Trees: Data structures like KD-trees that partition the search space.
Hashes: Techniques like Locality Sensitive Hashing (LSH) that hash similar items to the same bucket.
Graphs: Algorithms that create graphs where vertices represent data points and edges represent proximity relationships.

HNSW falls into the graph category, specifically a proximity graph where vertices are linked based on their proximity to each other, typically using Euclidean distance.

Key Concepts:

Probability Skip List: Introduced by William Pugh in 1990, skip lists use a layered structure to achieve fast search and insertion. Higher layers skip over many nodes, enabling quick searches, while lower layers handle more granular details. HNSW borrows this layered approach to enhance search efficiency. In the HNSW graph, each vertex is assigned a level based on a probabilistic function. The probability 𝑃(𝑙) of a vertex having level 𝑙 follows:

𝑃(𝑙) = 1/2^𝑙

where 𝑙 is the level, and higher levels have exponentially fewer vertices.
Navigable Small World Graphs: NSW graphs combine short-range and long-range links to reduce search complexity to logarithmic levels. Each vertex connects to several others, forming a "friend list". Searching involves a greedy approach where you move to the nearest neighboring vertex until no closer neighbors are found, marking the end of the search.

Creating HNSW

HNSW builds on the principles of NSW by adding a hierarchical structure. Here’s how it works:

Hierarchical Structure: HNSW introduces multiple layers. The top layer contains vertices with long-range links, while lower layers have shorter and denser links. This hierarchy helps in efficiently traversing the graph during searches.
Search Process:

Top Layer: Begin the search at the top layer, which includes long-range connections. This layer often contains high-degree vertices, facilitating a quick initial search.
Lower Layers: After finding a local minimum in the top layer, descend to lower layers and repeat the search process. This ensures a more refined search and helps in reaching the final local minimum in the bottom layer.

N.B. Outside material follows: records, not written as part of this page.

//! Telemetry simulator: random jitter around seed values.
//!
//! Each telemetry tick regenerates the noisy sensor fields of a
//! [`BotTelemetrySnapshot`] in place. With `r` a fresh uniform sample in
//! `[0, 1)` and `jitter(span) = (r − 0.5) · span`:
//!
//! | Field | Rule |
//! |-------|------|
//! | gyroscope | baseline(now) + `jitter(2)` per axis |
//! | power | 3.2 + `jitter(0.8)` kW |
//! | temperature | 28.5 + `jitter(2)` °C |
//! | humidity | 65 + `jitter(5)` % |
//! | cleaning | +1 when `r > 0.8`, capped at 100, active only |
//! | battery | −1 at p=0.1 while active, +1 at p=0.3 while paused |
//!
//! While the link is down the tick is held: the snapshot keeps its last
//! values, matching what an operator would see from a silent robot.

use rand::Rng;

use crate::telemetry::{
    BotTelemetrySnapshot,
    Gyroscope,
    SEED_HUMIDITY,
    SEED_POWER_KW,
    SEED_SPEED,
    SEED_TEMPERATURE_C,
};

// =============================================================================
// Jitter Spans (full width, centered on the base value)
// =============================================================================

const GYRO_JITTER: f32 = 2.0;
const POWER_JITTER: f32 = 0.8;
const TEMPERATURE_JITTER: f32 = 2.0;
const HUMIDITY_JITTER: f32 = 5.0;

// =============================================================================
// Step Probabilities
// =============================================================================

/// Cleaning advances when a uniform sample exceeds this value (20% per tick).
const CLEANING_STEP_THRESHOLD: f32 = 0.8;

/// Chance per tick that the battery drops 1% while cleaning.
const BATTERY_DRAIN_PROBABILITY: f64 = 0.1;

/// Chance per tick that the battery gains 1% while parked.
const BATTERY_CHARGE_PROBABILITY: f64 = 0.3;

/// Result of a telemetry tick.
#[derive(Clone, Copy, Debug, PartialEq, Eq)]
pub enum TickOutcome {
    /// New values were written into the snapshot.
    Applied {
        /// Cleaning percentage advanced this tick.
        cleaning_advanced: bool,
    },
    /// Link is down; snapshot left untouched.
    Held,
}

/// Periodic sensor value generator.
///
/// Generic over the RNG so tests can use a seeded generator.
pub struct TelemetrySimulator<R: Rng> {
    rng: R,
    applied_ticks: u64,
    held_ticks: u64,
}

impl<R: Rng> TelemetrySimulator<R> {
    /// Create a simulator drawing from `rng`.
    pub const fn new(rng: R) -> Self {
        Self {
            rng,
            applied_ticks: 0,
            held_ticks: 0,
        }
    }

    /// Regenerate simulated sensor values.
    ///
    /// `epoch_ms` is wall-clock milliseconds, used for the gyroscope baseline.
    pub fn tick(&mut self, snapshot: &mut BotTelemetrySnapshot, epoch_ms: f64) -> TickOutcome {
        if !snapshot.is_connected {
            self.held_ticks += 1;
            return TickOutcome::Held;
        }

        let base = Gyroscope::baseline(epoch_ms);
        snapshot.gyroscope = Gyroscope {
            x: base.x + self.jitter(GYRO_JITTER),
            y: base.y + self.jitter(GYRO_JITTER),
            z: base.z + self.jitter(GYRO_JITTER),
        };
        snapshot.power_generation = SEED_POWER_KW + self.jitter(POWER_JITTER);
        snapshot.temperature = SEED_TEMPERATURE_C + self.jitter(TEMPERATURE_JITTER);
        snapshot.humidity = SEED_HUMIDITY + self.jitter(HUMIDITY_JITTER);

        let mut cleaning_advanced = false;
        if snapshot.is_active {
            snapshot.speed = SEED_SPEED;
            if self.rng.r#gen::<f32>() > CLEANING_STEP_THRESHOLD && snapshot.cleaning_percentage < 100 {
                snapshot.cleaning_percentage += 1;
                cleaning_advanced = true;
            }
            if self.rng.gen_bool(BATTERY_DRAIN_PROBABILITY) {
                snapshot.battery_level = snapshot.battery_level.saturating_sub(1);
            }
        } else {
            snapshot.speed = 0.0;
            if self.rng.gen_bool(BATTERY_CHARGE_PROBABILITY) {
                snapshot.battery_level = snapshot.battery_level.saturating_add(1).min(100);
            }
        }

        self.applied_ticks += 1;
        TickOutcome::Applied { cleaning_advanced }
    }

    /// Ticks that wrote new values.
    #[inline]
    pub const fn applied_ticks(&self) -> u64 {
        self.applied_ticks
    }

    /// Ticks skipped while offline.
    #[inline]
    pub const fn held_ticks(&self) -> u64 {
        self.held_ticks
    }

    /// Uniform noise in `[-span/2, span/2)`.
    fn jitter(&mut self, span: f32) -> f32 {
        (self.rng.r#gen::<f32>() - 0.5) * span
    }
}

#[cfg(test)]
mod tests {
    use rand::SeedableRng;
    use rand::rngs::StdRng;

    use super::*;

    const EPS: f32 = 1e-4;

    fn simulator(seed: u64) -> TelemetrySimulator<StdRng> {
        TelemetrySimulator::new(StdRng::seed_from_u64(seed))
    }

    #[test]
    fn test_cleaning_monotonic_and_capped() {
        let mut sim = simulator(7);
        let mut snap = BotTelemetrySnapshot::seeded(0.0);
        let mut prev = snap.cleaning_percentage;

        for tick in 0..500 {
            sim.tick(&mut snap, f64::from(tick) * 2000.0);
            assert!(
                snap.cleaning_percentage >= prev,
                "Tick {tick}: cleaning went backwards {prev} -> {}",
                snap.cleaning_percentage
            );
            assert!(snap.cleaning_percentage <= 100, "Tick {tick}: cleaning above 100");
            prev = snap.cleaning_percentage;
        }

        // 500 ticks at 20% each is far more than the 22 steps needed
        assert_eq!(snap.cleaning_percentage, 100, "Cleaning should reach 100 and stay there");
    }

    #[test]
    fn test_jittered_fields_bounded() {
        let mut sim = simulator(11);
        let mut snap = BotTelemetrySnapshot::seeded(0.0);

        for tick in 0..300 {
            let now = f64::from(tick) * 2000.0;
            sim.tick(&mut snap, now);

            assert!((2.8 - EPS..=3.6 + EPS).contains(&snap.power_generation));
            assert!((27.5 - EPS..=29.5 + EPS).contains(&snap.temperature));
            assert!((62.5 - EPS..=67.5 + EPS).contains(&snap.humidity));

            let base = Gyroscope::baseline(now);
            assert!((snap.gyroscope.x - base.x).abs() <= 1.0 + EPS);
            assert!((snap.gyroscope.y - base.y).abs() <= 1.0 + EPS);
            assert!((snap.gyroscope.z - base.z).abs() <= 1.0 + EPS);
        }
    }

    #[test]
    fn test_battery_bounded() {
        let mut sim = simulator(3);
        let mut snap = BotTelemetrySnapshot::seeded(0.0);
        snap.battery_level = 1;

        for _ in 0..200 {
            sim.tick(&mut snap, 0.0);
        }
        assert_eq!(snap.battery_level, 0, "Active robot should drain to an empty battery");

        snap.set_active(false);
        snap.battery_level = 99;
        for _ in 0..200 {
            sim.tick(&mut snap, 0.0);
            assert!(snap.battery_level <= 100);
        }
        assert_eq!(snap.battery_level, 100, "Parked robot should charge to full");
    }

    #[test]
    fn test_paused_holds_cleaning() {
        let mut sim = simulator(5);
        let mut snap = BotTelemetrySnapshot::seeded(0.0);
        snap.set_active(false);
        let start_battery = snap.battery_level;

        for _ in 0..100 {
            let outcome = sim.tick(&mut snap, 0.0);
            assert_eq!(outcome, TickOutcome::Applied { cleaning_advanced: false });
        }
        assert_eq!(snap.cleaning_percentage, 78, "Paused robot should not clean");
        assert!(snap.speed.abs() < EPS);
        assert!(snap.battery_level >= start_battery, "Paused robot only charges");
    }

    #[test]
    fn test_offline_holds_snapshot() {
        let mut sim = simulator(9);
        let mut snap = BotTelemetrySnapshot::seeded(0.0);
        snap.is_connected = false;
        let before = snap.clone();

        for tick in 0..20 {
            assert_eq!(sim.tick(&mut snap, f64::from(tick) * 2000.0), TickOutcome::Held);
        }

        assert_eq!(snap.cleaning_percentage, before.cleaning_percentage);
        assert_eq!(snap.battery_level, before.battery_level);
        assert_eq!(snap.gyroscope, before.gyroscope);
        assert!((snap.power_generation - before.power_generation).abs() < EPS);
        assert_eq!(sim.held_ticks(), 20);
        assert_eq!(sim.applied_ticks(), 0);
    }

    #[test]
    fn test_same_seed_same_values() {
        let mut a = simulator(42);
        let mut b = simulator(42);
        let mut snap_a = BotTelemetrySnapshot::seeded(1000.0);
        let mut snap_b = BotTelemetrySnapshot::seeded(1000.0);

        for tick in 0..10 {
            let now = 1000.0 + f64::from(tick) * 2000.0;
            a.tick(&mut snap_a, now);
            b.tick(&mut snap_b, now);
        }

        assert_eq!(snap_a.gyroscope, snap_b.gyroscope);
        assert_eq!(snap_a.cleaning_percentage, snap_b.cleaning_percentage);
        assert_eq!(a.applied_ticks(), 10);
    }
}
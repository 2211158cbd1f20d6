//! Line icons and the header logo.
//!
//! Icons are drawn from primitives into a 16x16 box whose top-left corner is
//! `origin`, using a single stroke color. The logo is a 40x40 sprite: a sun
//! over a tilted grid of solar panels.

use embedded_graphics::pixelcolor::Rgb565;
use embedded_graphics::prelude::*;
use embedded_graphics::primitives::{
    Arc,
    Circle,
    Line,
    Polyline,
    PrimitiveStyle,
    Rectangle,
    RoundedRectangle,
    Triangle,
};

use crate::colors::{BLACK, BLUE_400, BLUE_900, YELLOW_500};

/// Icon box edge length in pixels.
pub const ICON_SIZE: u32 = 16;

/// Logo sprite edge length in pixels.
pub const LOGO_SIZE: u32 = 40;

#[inline]
fn at(origin: Point, x: i32, y: i32) -> Point {
    origin + Point::new(x, y)
}

/// Battery outline with terminal nub.
pub fn draw_battery_icon<D>(display: &mut D, origin: Point, color: Rgb565)
where
    D: DrawTarget<Color = Rgb565>,
{
    Rectangle::new(at(origin, 0, 4), Size::new(14, 9))
        .into_styled(PrimitiveStyle::with_stroke(color, 1))
        .draw(display)
        .ok();
    Rectangle::new(at(origin, 14, 6), Size::new(2, 5))
        .into_styled(PrimitiveStyle::with_fill(color))
        .draw(display)
        .ok();
    Rectangle::new(at(origin, 2, 6), Size::new(7, 5))
        .into_styled(PrimitiveStyle::with_fill(color))
        .draw(display)
        .ok();
}

/// Lightning bolt.
pub fn draw_zap_icon<D>(display: &mut D, origin: Point, color: Rgb565)
where
    D: DrawTarget<Color = Rgb565>,
{
    let fill = PrimitiveStyle::with_fill(color);
    Triangle::new(at(origin, 10, 0), at(origin, 2, 9), at(origin, 9, 9))
        .into_styled(fill)
        .draw(display)
        .ok();
    Triangle::new(at(origin, 6, 15), at(origin, 14, 6), at(origin, 7, 6))
        .into_styled(fill)
        .draw(display)
        .ok();
}

/// Navigation arrow pointing up and right.
pub fn draw_navigation_icon<D>(display: &mut D, origin: Point, color: Rgb565)
where
    D: DrawTarget<Color = Rgb565>,
{
    let points = [
        at(origin, 1, 7),
        at(origin, 15, 1),
        at(origin, 9, 15),
        at(origin, 8, 8),
        at(origin, 1, 7),
    ];
    Polyline::new(&points)
        .into_styled(PrimitiveStyle::with_stroke(color, 1))
        .draw(display)
        .ok();
}

/// Warning triangle with exclamation mark.
pub fn draw_alert_icon<D>(display: &mut D, origin: Point, color: Rgb565)
where
    D: DrawTarget<Color = Rgb565>,
{
    let stroke = PrimitiveStyle::with_stroke(color, 1);
    Triangle::new(at(origin, 8, 1), at(origin, 0, 15), at(origin, 15, 15))
        .into_styled(stroke)
        .draw(display)
        .ok();
    Line::new(at(origin, 8, 6), at(origin, 8, 10))
        .into_styled(stroke)
        .draw(display)
        .ok();
    Pixel(at(origin, 8, 12), color).draw(display).ok();
}

/// Signal arcs. With `connected == false` a slash is drawn across them.
pub fn draw_wifi_icon<D>(display: &mut D, origin: Point, color: Rgb565, connected: bool)
where
    D: DrawTarget<Color = Rgb565>,
{
    let stroke = PrimitiveStyle::with_stroke(color, 1);
    let center = at(origin, 8, 13);
    for diameter in [6, 12, 18] {
        Arc::with_center(center, diameter, (-135.0_f32).deg(), 90.0_f32.deg())
            .into_styled(stroke)
            .draw(display)
            .ok();
    }
    Circle::with_center(center, 3)
        .into_styled(PrimitiveStyle::with_fill(color))
        .draw(display)
        .ok();

    if !connected {
        Line::new(at(origin, 1, 1), at(origin, 15, 15))
            .into_styled(PrimitiveStyle::with_stroke(color, 2))
            .draw(display)
            .ok();
    }
}

/// Header logo: a sun above a grid of solar panels on a black tile.
pub fn draw_logo<D>(display: &mut D, origin: Point)
where
    D: DrawTarget<Color = Rgb565>,
{
    RoundedRectangle::with_equal_corners(
        Rectangle::new(origin, Size::new(LOGO_SIZE, LOGO_SIZE)),
        Size::new(6, 6),
    )
    .into_styled(PrimitiveStyle::with_fill(BLACK))
    .draw(display)
    .ok();

    // Sun with four rays
    let sun = at(origin, 27, 11);
    Circle::with_center(sun, 9)
        .into_styled(PrimitiveStyle::with_fill(YELLOW_500))
        .draw(display)
        .ok();
    let ray = PrimitiveStyle::with_stroke(YELLOW_500, 1);
    for (dx, dy) in [(0, -1), (0, 1), (-1, 0), (1, 0)] {
        Line::new(sun + Point::new(dx * 6, dy * 6), sun + Point::new(dx * 9, dy * 9))
            .into_styled(ray)
            .draw(display)
            .ok();
    }

    // 3x2 panel grid
    let cell = PrimitiveStyle::with_fill(BLUE_400);
    for row in 0..2 {
        for col in 0..3 {
            Rectangle::new(at(origin, 5 + col * 10, 22 + row * 7), Size::new(9, 6))
                .into_styled(cell)
                .draw(display)
                .ok();
        }
    }
    Line::new(at(origin, 5, 35), at(origin, 34, 35))
        .into_styled(PrimitiveStyle::with_stroke(BLUE_900, 1))
        .draw(display)
        .ok();
}

#[cfg(test)]
mod tests {
    use embedded_graphics::primitives::ContainsPoint;
    use embedded_graphics_simulator::SimulatorDisplay;

    use super::*;
    use crate::colors::{GREEN_500, RED_500};

    const ORIGIN: Point = Point::new(8, 8);

    /// Count pixels of `color` inside and outside the box at ORIGIN.
    fn count(display: &SimulatorDisplay<Rgb565>, size: u32, color: Rgb565) -> (usize, usize) {
        let area = Rectangle::new(ORIGIN, Size::new(size, size));
        let mut inside = 0;
        let mut outside = 0;
        for y in 0..64 {
            for x in 0..64 {
                let p = Point::new(x, y);
                if display.get_pixel(p) == color {
                    if area.contains(p) {
                        inside += 1;
                    } else {
                        outside += 1;
                    }
                }
            }
        }
        (inside, outside)
    }

    #[test]
    fn test_icons_stay_in_box() {
        type Draw = fn(&mut SimulatorDisplay<Rgb565>, Point, Rgb565);
        let icons: [(&str, Draw); 4] = [
            ("battery", draw_battery_icon),
            ("zap", draw_zap_icon),
            ("navigation", draw_navigation_icon),
            ("alert", draw_alert_icon),
        ];

        for (name, draw) in icons {
            let mut display = SimulatorDisplay::new(Size::new(64, 64));
            draw(&mut display, ORIGIN, GREEN_500);
            let (inside, outside) = count(&display, ICON_SIZE, GREEN_500);
            assert!(inside > 0, "{name} icon should paint pixels");
            assert_eq!(outside, 0, "{name} icon should stay inside its 16x16 box");
        }
    }

    #[test]
    fn test_wifi_off_adds_slash() {
        let mut online = SimulatorDisplay::new(Size::new(64, 64));
        let mut offline = SimulatorDisplay::new(Size::new(64, 64));
        draw_wifi_icon(&mut online, ORIGIN, RED_500, true);
        draw_wifi_icon(&mut offline, ORIGIN, RED_500, false);

        let (on, _) = count(&online, ICON_SIZE, RED_500);
        let (off, _) = count(&offline, ICON_SIZE, RED_500);
        assert!(off > on, "Offline icon should add a slash ({off} vs {on} pixels)");
        assert_eq!(offline.get_pixel(at(ORIGIN, 2, 2)), RED_500);
    }

    #[test]
    fn test_logo_sprite() {
        let mut display = SimulatorDisplay::new(Size::new(64, 64));
        draw_logo(&mut display, ORIGIN);

        assert_eq!(display.get_pixel(at(ORIGIN, 27, 11)), YELLOW_500, "Sun should be yellow");
        assert_eq!(display.get_pixel(at(ORIGIN, 8, 24)), BLUE_400, "Panels should be blue");
        assert_eq!(display.get_pixel(at(ORIGIN, 36, 36)), BLACK, "Tile corner area should be black");
    }
}
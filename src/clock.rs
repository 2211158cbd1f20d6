//! Header clock: formatted local time and date.
//!
//! The clock updater timer calls [`Clock::refresh`] once per second. Formatting
//! happens there, not per frame, and the result is cached in fixed-size
//! strings. A revision counter bumps whenever the visible text changes so the
//! header can skip redraws between seconds.

use core::fmt::Write;

use chrono::NaiveDateTime;
use heapless::String;

/// Capacity of the time string (`HH:MM:SS`).
pub const TIME_LEN: usize = 8;

/// Capacity of the date string. Longest is `Wednesday, September 30, 2026` (29).
pub const DATE_LEN: usize = 32;

/// Format a time as 24-hour `HH:MM:SS`.
pub fn format_time(now: &NaiveDateTime) -> String<TIME_LEN> {
    let mut s = String::new();
    let _ = write!(s, "{}", now.format("%H:%M:%S"));
    s
}

/// Format a date as `Weekday, Month D, YYYY`.
pub fn format_date(now: &NaiveDateTime) -> String<DATE_LEN> {
    let mut s = String::new();
    let _ = write!(s, "{}", now.format("%A, %B %-d, %Y"));
    s
}

/// Cached clock text for the header.
pub struct Clock {
    time: String<TIME_LEN>,
    date: String<DATE_LEN>,
    revision: u32,
}

impl Clock {
    /// Create a clock showing `now`.
    pub fn new(now: &NaiveDateTime) -> Self {
        Self {
            time: format_time(now),
            date: format_date(now),
            revision: 0,
        }
    }

    /// Re-format the displayed time. Returns `true` if the text changed.
    pub fn refresh(&mut self, now: &NaiveDateTime) -> bool {
        let time = format_time(now);
        let date = format_date(now);
        if time == self.time && date == self.date {
            return false;
        }
        self.time = time;
        self.date = date;
        self.revision = self.revision.wrapping_add(1);
        true
    }

    /// Displayed time text.
    #[inline]
    pub fn time(&self) -> &str {
        self.time.as_str()
    }

    /// Displayed date text.
    #[inline]
    pub fn date(&self) -> &str {
        self.date.as_str()
    }

    /// Bumped on every visible change.
    #[inline]
    pub const fn revision(&self) -> u32 {
        self.revision
    }
}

Graph Construction: During graph construction, vectors are inserted one-by-one into the HNSW structure. The insertion layer is determined by a probability function, and each vector is added to its insertion layer and all layers below it. Parameters such as M (number of neighbors), M_max (maximum number of links), and M_max0 (maximum links in layer 0) influence the structure and performance of the graph.

Performance and Tuning

Recall vs. Search Time:

Recall: Increasing parameters like M and efSearch improves recall but can lead to higher search times. Optimal settings balance recall and search speed.
Search Time: Higher values of M and efSearch can drastically affect search times. For example, recall can vary from 80% to 100% depending on the settings, but search times can range from 0.1ms to 50ms.

Memory Usage:

HNSW is memory-intensive. The parameter M directly impacts memory usage, with higher values leading to significantly larger index sizes. Memory usage remains unaffected by efConstruction and efSearch.

Improving Memory Usage:

To reduce memory consumption, consider compressing vectors using product quantization (PQ). While PQ reduces recall and increases search time, it helps in managing memory better.

Boosting Search Speeds:

Adding an Inverted File (IVF) component to your HNSW index can enhance search speeds. IVF helps in efficiently locating the relevant portions of the index, speeding up the search process.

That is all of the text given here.